- McGee House
- U.S. National Register of Historic Places
- Location: 501 Sabena St., Aztec, New Mexico
- Coordinates: 36°49′52″N 107°59′20″W﻿ / ﻿36.83111°N 107.98889°W
- Area: less than one acre
- Built: 1917
- Built by: McGee, James
- MPS: Aztec New Mexico Historic MRA
- NRHP reference No.: 85000335
- Added to NRHP: February 21, 1985

= McGee House (Aztec, New Mexico) =

The McGee House in Aztec, New Mexico, at 501 Sabena St., was built in 1917. It was listed on the National Register of Historic Places in 1985.

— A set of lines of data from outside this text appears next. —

use anyhow::{bail, Context, Result};
use serde::{Deserialize, Serialize};
use std::path::PathBuf;
use std::time::Duration;

/// Top-level application configuration
#[derive(Debug, Clone, Default, Deserialize, Serialize)]
pub struct AppConfig {
    #[serde(default)]
    pub browser: BrowserConfig,
    #[serde(default)]
    pub dataset: DatasetConfig,
    #[serde(default)]
    pub insights: InsightConfig,
    #[serde(default)]
    pub report: ReportConfig,
}

/// Browser session and page lookup configuration
#[derive(Debug, Clone, Deserialize, Serialize)]
pub struct BrowserConfig {
    #[serde(default = "default_anchor_url")]
    pub anchor_url: String,

    #[serde(default = "default_region_url")]
    pub region_url: String,

    /// CSS selector awaited after every navigation.
    #[serde(default = "default_wait_selector")]
    pub wait_selector: String,

    /// CSS selector for the results table inside the rendered markup.
    #[serde(default = "default_table_selector")]
    pub table_selector: String,

    /// XPath matching the sub-page links on the anchor page.
    #[serde(default = "default_link_xpath")]
    pub link_xpath: String,

    #[serde(default = "default_wait_timeout_secs")]
    pub wait_timeout_secs: u64,

    #[serde(default = "default_true")]
    pub headless: bool,

    #[serde(default = "default_true")]
    pub sandbox: bool,

    #[serde(default)]
    pub chrome_path: Option<PathBuf>,
}

/// Dataset builder configuration
#[derive(Debug, Clone, Default, Deserialize, Serialize)]
pub struct DatasetConfig {
    /// Fold rows sharing a party name into one. Off: rows are kept as scraped.
    #[serde(default)]
    pub merge_duplicates: bool,
}

/// Thresholds used by the insight battery
#[derive(Debug, Clone, Deserialize, Serialize)]
pub struct InsightConfig {
    #[serde(default = "default_won_threshold")]
    pub won_threshold: i64,

    #[serde(default = "default_region_seats_threshold")]
    pub region_seats_threshold: u64,

    #[serde(default = "default_top_k")]
    pub top_k: usize,
}

/// Output artifact locations
#[derive(Debug, Clone, Deserialize, Serialize)]
pub struct ReportConfig {
    #[serde(default = "default_output_dir")]
    pub output_dir: PathBuf,

    #[serde(default = "default_summary_csv")]
    pub summary_csv: String,

    #[serde(default = "default_region_csv")]
    pub region_csv: String,

    #[serde(default = "default_insights_txt")]
    pub insights_txt: String,

    #[serde(default = "default_bar_chart")]
    pub bar_chart: String,

    #[serde(default = "default_pie_chart")]
    pub pie_chart: String,
}

// ── Defaults ─────────────────────────────────────────────────────────────────

fn default_anchor_url() -> String {
    "https://results.eci.gov.in/PcResultGenJune2024/index.htm".to_string()
}
fn default_region_url() -> String {
    "https://results.eci.gov.in/PcResultGenJune2024/partywiseresult-S24.htm".to_string()
}
fn default_wait_selector() -> String {
    ".table".to_string()
}
fn default_table_selector() -> String {
    "table.table".to_string()
}
fn default_link_xpath() -> String {
    "//a[contains(@href, 'state')]".to_string()
}
fn default_wait_timeout_secs() -> u64 {
    10
}
fn default_true() -> bool {
    true
}
fn default_won_threshold() -> i64 {
    10
}
fn default_region_seats_threshold() -> u64 {
    5
}
fn default_top_k() -> usize {
    3
}
fn default_output_dir() -> PathBuf {
    PathBuf::from("output")
}
fn default_summary_csv() -> String {
    "lok_sabha_elections_extended_main.csv".to_string()
}
fn default_region_csv() -> String {
    "lok_sabha_party_wise_results.csv".to_string()
}
fn default_insights_txt() -> String {
    "lok_sabha_elections_insights.txt".to_string()
}
fn default_bar_chart() -> String {
    "seats_won_by_party.png".to_string()
}
fn default_pie_chart() -> String {
    "proportion_seats_top_3.png".to_string()
}

impl Default for BrowserConfig {
    fn default() -> Self {
        Self {
            anchor_url: default_anchor_url(),
            region_url: default_region_url(),
            wait_selector: default_wait_selector(),
            table_selector: default_table_selector(),
            link_xpath: default_link_xpath(),
            wait_timeout_secs: default_wait_timeout_secs(),
            headless: true,
            sandbox: true,
            chrome_path: None,
        }
    }
}

impl Default for InsightConfig {
    fn default() -> Self {
        Self {
            won_threshold: default_won_threshold(),
            region_seats_threshold: default_region_seats_threshold(),
            top_k: default_top_k(),
        }
    }
}

impl Default for ReportConfig {
    fn default() -> Self {
        Self {
            output_dir: default_output_dir(),
            summary_csv: default_summary_csv(),
            region_csv: default_region_csv(),
            insights_txt: default_insights_txt(),
            bar_chart: default_bar_chart(),
            pie_chart: default_pie_chart(),
        }
    }
}

impl BrowserConfig {
    pub fn wait_timeout(&self) -> Duration {
        Duration::from_secs(self.wait_timeout_secs)
    }
}

impl ReportConfig {
    pub fn summary_csv_path(&self) -> PathBuf {
        self.output_dir.join(&self.summary_csv)
    }
    pub fn region_csv_path(&self) -> PathBuf {
        self.output_dir.join(&self.region_csv)
    }
    pub fn insights_path(&self) -> PathBuf {
        self.output_dir.join(&self.insights_txt)
    }
    pub fn bar_chart_path(&self) -> PathBuf {
        self.output_dir.join(&self.bar_chart)
    }
    pub fn pie_chart_path(&self) -> PathBuf {
        self.output_dir.join(&self.pie_chart)
    }
}

// ── Loader ───────────────────────────────────────────────────────────────────

impl AppConfig {
    /// Load configuration from file + environment overrides
    pub fn load() -> Result<Self> {
        dotenv::dotenv().ok();

        let cfg = config::Config::builder()
            .add_source(
                config::File::with_name("config/default")
                    .required(false)
                    .format(config::FileFormat::Toml),
            )
            .add_source(
                config::File::with_name("config/local")
                    .required(false)
                    .format(config::FileFormat::Toml),
            )
            .add_source(config::Environment::with_prefix("ELECTION").separator("__"))
            .build()?;

        let app_cfg: AppConfig = cfg
            .try_deserialize()
            .context("Invalid configuration")?;
        app_cfg.validate()?;
        Ok(app_cfg)
    }

    pub fn validate(&self) -> Result<()> {
        url::Url::parse(&self.browser.anchor_url)
            .with_context(|| format!("anchor_url {:?}", self.browser.anchor_url))?;
        url::Url::parse(&self.browser.region_url)
            .with_context(|| format!("region_url {:?}", self.browser.region_url))?;

        if self.browser.wait_timeout_secs == 0 {
            bail!("wait_timeout_secs must be greater than zero");
        }
        if self.insights.top_k == 0 {
            bail!("top_k must be greater than zero");
        }
        if ::scraper::Selector::parse(&self.browser.table_selector).is_err() {
            bail!("table_selector {:?} is not a valid CSS selector", self.browser.table_selector);
        }
        if ::scraper::Selector::parse(&self.browser.wait_selector).is_err() {
            bail!("wait_selector {:?} is not a valid CSS selector", self.browser.wait_selector);
        }
        Ok(())
    }
}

It is a two-story home with a concrete first floor upon a concrete foundation, and frame above. In 1984 it was written that the house "was begun in 1917 by James McGee and occupied in 1923, but as his son, Cecil, who continues to live here today, is fond of pointing out, "we haven't finished it yet." As an owner-built house, it is an approximation of something else, in this case the T. A. Pierce Mansion erected in the Church Avenue district in 1907. The cubic massing with the hipped roof and dormer, and the two wall surfaces, light below and dark shingles above, are drawn from the model. But where the Pierce House had a clapboard first floor, the McGees substitute concrete walls which were poured in place along with the full basement. The contemplated full front porch was also sacrificed when the balustrade purchased for the purpose was adapted for the central staircase."

The listing included the house, barn, and landscaped area of the original homestead, but not the rest of the farm.